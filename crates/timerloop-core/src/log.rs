//! Kernel-style print macros for timerloop
//!
//! Thread-aware debug output, scoped to the timer thread since this
//! crate has no scheduler of its own.
//!
//! # Environment variables
//!
//! - `TIMERLOOP_LOG_LEVEL` — 0=off, 1=error, 2=warn, 3=info, 4=debug, 5=trace
//! - `TIMERLOOP_LOG_TIME` — include a relative nanosecond timestamp
//!
//! # Output format
//!
//! `[LEVEL] [<thread-name>] message`, or with timestamps enabled:
//! `[LEVEL] [<ns>] [<thread-name>] message`

use crate::env::{env_get, env_get_bool};
use std::io::Write;
use std::sync::atomic::{AtomicBool, AtomicU8, Ordering};
use std::sync::OnceLock;
use std::time::Instant;

#[repr(u8)]
#[derive(Debug, Clone, Copy, PartialEq, Eq, PartialOrd, Ord)]
pub enum LogLevel {
    Off = 0,
    Error = 1,
    Warn = 2,
    Info = 3,
    Debug = 4,
    Trace = 5,
}

impl LogLevel {
    fn from_u8(v: u8) -> Self {
        match v {
            0 => LogLevel::Off,
            1 => LogLevel::Error,
            2 => LogLevel::Warn,
            3 => LogLevel::Info,
            4 => LogLevel::Debug,
            _ => LogLevel::Trace,
        }
    }

    fn prefix(self) -> &'static str {
        match self {
            LogLevel::Off => "",
            LogLevel::Error => "[ERROR]",
            LogLevel::Warn => "[WARN] ",
            LogLevel::Info => "[INFO] ",
            LogLevel::Debug => "[DEBUG]",
            LogLevel::Trace => "[TRACE]",
        }
    }
}

static TIME_ENABLED: AtomicBool = AtomicBool::new(false);
static LOG_LEVEL: AtomicU8 = AtomicU8::new(LogLevel::Info as u8);
static INITIALIZED: AtomicBool = AtomicBool::new(false);
static START_TIME: OnceLock<Instant> = OnceLock::new();

fn init() {
    if INITIALIZED.swap(true, Ordering::SeqCst) {
        return;
    }
    LOG_LEVEL.store(env_get::<u8>("TIMERLOOP_LOG_LEVEL", LogLevel::Info as u8), Ordering::Relaxed);
    TIME_ENABLED.store(env_get_bool("TIMERLOOP_LOG_TIME", false), Ordering::Relaxed);
    START_TIME.get_or_init(Instant::now);
}

#[inline]
pub fn level() -> LogLevel {
    init();
    LogLevel::from_u8(LOG_LEVEL.load(Ordering::Relaxed))
}

/// Called by the macros below; not part of the public API.
#[doc(hidden)]
pub fn emit(level: LogLevel, args: std::fmt::Arguments<'_>) {
    init();
    if level > LogLevel::from_u8(LOG_LEVEL.load(Ordering::Relaxed)) {
        return;
    }
    let thread = std::thread::current();
    let name = thread.name().unwrap_or("unnamed");
    let mut stderr = std::io::stderr();
    if TIME_ENABLED.load(Ordering::Relaxed) {
        let ns = START_TIME.get_or_init(Instant::now).elapsed().as_nanos();
        let _ = writeln!(stderr, "{} [{ns}] [{name}] {args}", level.prefix());
    } else {
        let _ = writeln!(stderr, "{} [{name}] {args}", level.prefix());
    }
}

#[macro_export]
macro_rules! terror {
    ($($arg:tt)*) => {
        $crate::log::emit($crate::log::LogLevel::Error, format_args!($($arg)*))
    };
}

#[macro_export]
macro_rules! twarn {
    ($($arg:tt)*) => {
        $crate::log::emit($crate::log::LogLevel::Warn, format_args!($($arg)*))
    };
}

#[macro_export]
macro_rules! tinfo {
    ($($arg:tt)*) => {
        $crate::log::emit($crate::log::LogLevel::Info, format_args!($($arg)*))
    };
}

#[macro_export]
macro_rules! tdebug {
    ($($arg:tt)*) => {
        $crate::log::emit($crate::log::LogLevel::Debug, format_args!($($arg)*))
    };
}

#[macro_export]
macro_rules! ttrace {
    ($($arg:tt)*) => {
        $crate::log::emit($crate::log::LogLevel::Trace, format_args!($($arg)*))
    };
}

* _WORK REQUEST_:
Make an exact copy of the data above.

* _WRITTEN ANSWER_:
filename crates/timerloop-core/src/log.rs
//! Kernel-style print macros for timerloop
//!
//! Thread-aware debug output, scoped to the timer thread since this
//! crate has no scheduler of its own.
//!
//! # Environment variables
//!
//! - `TIMERLOOP_LOG_LEVEL` — 0=off, 1=error, 2=warn, 3=info, 4=debug, 5=trace
//! - `TIMERLOOP_LOG_TIME` — include a relative nanosecond timestamp
//!
//! # Output format
//!
//! `[LEVEL] [<thread-name>] message`, or with timestamps enabled:
//! `[LEVEL] [<ns>] [<thread-name>] message`

use crate::env::{env_get, env_get_bool};
use std::io::Write;
use std::sync::atomic::{AtomicBool, AtomicU8, Ordering};
use std::sync::OnceLock;
use std::time::Instant;

#[repr(u8)]
#[derive(Debug, Clone, Copy, PartialEq, Eq, PartialOrd, Ord)]
pub enum LogLevel {
    Off = 0,
    Error = 1,
    Warn = 2,
    Info = 3,
    Debug = 4,
    Trace = 5,
}

impl LogLevel {
    fn from_u8(v: u8) -> Self {
        match v {
            0 => LogLevel::Off,
            1 => LogLevel::Error,
            2 => LogLevel::Warn,
            3 => LogLevel::Info,
            4 => LogLevel::Debug,
            _ => LogLevel::Trace,
        }
    }

    fn prefix(self) -> &'static str {
        match self {
            LogLevel::Off => "",
            LogLevel::Error => "[ERROR]",
            LogLevel::Warn => "[WARN] ",
            LogLevel::Info => "[INFO] ",
            LogLevel::Debug => "[DEBUG]",
            LogLevel::Trace => "[TRACE]",
        }
    }
}

static TIME_ENABLED: AtomicBool = AtomicBool::new(false);
static LOG_LEVEL: AtomicU8 = AtomicU8::new(LogLevel::Info as u8);
static INITIALIZED: AtomicBool = AtomicBool::new(false);
static START_TIME: OnceLock<Instant> = OnceLock::new();

fn init() {
    if INITIALIZED.swap(true, Ordering::SeqCst) {
        return;
    }
    LOG_LEVEL.store(env_get::<u8>("TIMERLOOP_LOG_LEVEL", LogLevel::Info as u8), Ordering::Relaxed);
    TIME_ENABLED.store(env_get_bool("TIMERLOOP_LOG_TIME", false), Ordering::Relaxed);
    START_TIME.get_or_init(Instant::now);
}

#[inline]
pub fn level() -> LogLevel {
    init();
    LogLevel::from_u8(LOG_LEVEL.load(Ordering::Relaxed))
}

/// Called by the macros below; not part of the public API.
#[doc(hidden)]
pub fn emit(level: LogLevel, args: std::fmt::Arguments<'_>) {
    init();
    if level > LogLevel::from_u8(LOG_LEVEL.load(Ordering::Relaxed)) {
        return;
    }
    let thread = std::thread::current();
    let name = thread.name().unwrap_or("unnamed");
    let mut stderr = std::io::stderr();
    if TIME_ENABLED.load(Ordering::Relaxed) {
        let ns = START_TIME.get_or_init(Instant::now).elapsed().as_nanos();
        let _ = writeln!(stderr, "{} [{ns}] [{name}] {args}", level.prefix());
    } else {
        let _ = writeln!(stderr, "{} [{name}] {args}", level.prefix());
    }
}

#[macro_export]
macro_rules! terror {
    ($($arg:tt)*) => {
        $crate::log::emit($crate::log::LogLevel::Error, format_args!($($arg)*))
    };
}

#[macro_export]
macro_rules! twarn {
    ($($arg:tt)*) => {
        $crate::log::emit($crate::log::LogLevel::Warn, format_args!($($arg)*))
    };
}

#[macro_export]
macro_rules! tinfo {
    ($($arg:tt)*) => {
        $crate::log::emit($crate::log::LogLevel::Info, format_args!($($arg)*))
    };
}

#[macro_export]
macro_rules! tdebug {
    ($($arg:tt)*) => {
        $crate::log::emit($crate::log::LogLevel::Debug, format_args!($($arg)*))
    };
}

#[macro_export]
macro_rules! ttrace {
    ($($arg:tt)*) => {
        $crate::log::emit($crate::log::LogLevel::Trace, format_args!($($arg)*))
    };
}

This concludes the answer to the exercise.